Reforçando a pertinência e necessidade desta medida específica, tal como o avanço que esta representa nas políticas públicas de saúde mental e psicológica e na sua aplicabilidade às necessidades contextuais e situacionais do dia-a-dia, é de salientar também a criação do programa nacional de promoção da saúde mental no ensino superior, por meio do Despacho n.º 5506/2023. A este nível, sai mais uma vez ressalvada a importância de uma estratégia nacional de promoção e prevenção da saúde mental da população portuguesa, alicerçada num modelo de intervenção faseada e integrada num sistema de cuidados de saúde mental funcional e sequencial.

A afluência aos cheques-psicólogo e as solicitações aos serviços de psicologia escolares e universitários acabam por se apresentar como representativos das necessidades da população em geral, em que muitos precisam, mas poucos conseguem aceder. A Ordem dos Psicólogos Portugueses propõe como referência mínima a existência de 20 psicólogos por 100 mil habitantes. No entanto, essa meta está ainda longe de ser atingida. Este défice tem consequências concretas: listas de espera prolongadas, desigualdades crescentes no acesso e uma resposta pública fragilizada, que compromete o princípio constitucional da universalidade dos cuidados de saúde.

A Organização Mundial da Saúde tem reiterado a importância estratégica da psicologia na resposta integrada às necessidades de saúde mental.

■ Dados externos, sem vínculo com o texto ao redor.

/// Logs a formatted message to a category.
///
/// The priority check runs first: when the category does not accept the
/// priority, the format arguments are not evaluated.
///
/// ```rust
/// use catlog_core::{Priority, Registry, catlog};
///
/// let registry = Registry::with_root_priority(Priority::Info);
/// let db = registry.get_or_create("app.db");
/// let mut evaluated = false;
/// catlog!(db, Priority::Debug, "{}", { evaluated = true; "never rendered" });
/// assert!(!evaluated);
/// catlog!(db, Priority::Warn, "disk {}% full", 97);
/// ```
#[macro_export]
macro_rules! catlog {
    ($category:expr, $priority:expr, $($arg:tt)+) => {{
        let category = &$category;
        let priority: $crate::Priority = $priority;
        if category.is_priority_enabled(priority) {
            category.log_args(
                priority,
                ::std::format_args!($($arg)+),
                ::std::option::Option::Some($crate::LocationInfo::new(
                    ::std::file!(),
                    ::std::line!(),
                    ::std::module_path!(),
                )),
            );
        }
    }};
}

Portugal não pode continuar a adiar o reforço da psicologia no SNS e nas respostas locais das autarquias e juntas de freguesia – este é um investimento estrutural, com impacto direto na qualidade da assistência, na sustentabilidade do sistema e na saúde dos cidadãos.

Mais do que uma reorganização administrativa, é necessária uma mudança de paradigma. A saúde psicológica deve ser assumida como componente essencial da saúde global e não como um complemento opcional ou secundário. A pandemia, as crises socioeconómicas e o agravamento do sofrimento psicológico da população tornaram evidente a necessidade de uma resposta mais robusta, acessível e eficaz neste domínio.

É imperativo que a psicologia deixe de ser uma promessa recorrente e passe a ser uma prioridade concreta da política de saúde pública, com implementação material e concreta na realidade da vida quotidiana das pessoas. É urgente reforçar o número de psicólogos nos serviços públicos, mas também garantir que medidas como esta tenham continuidade, sejam avaliadas e possam ser alargadas progressivamente.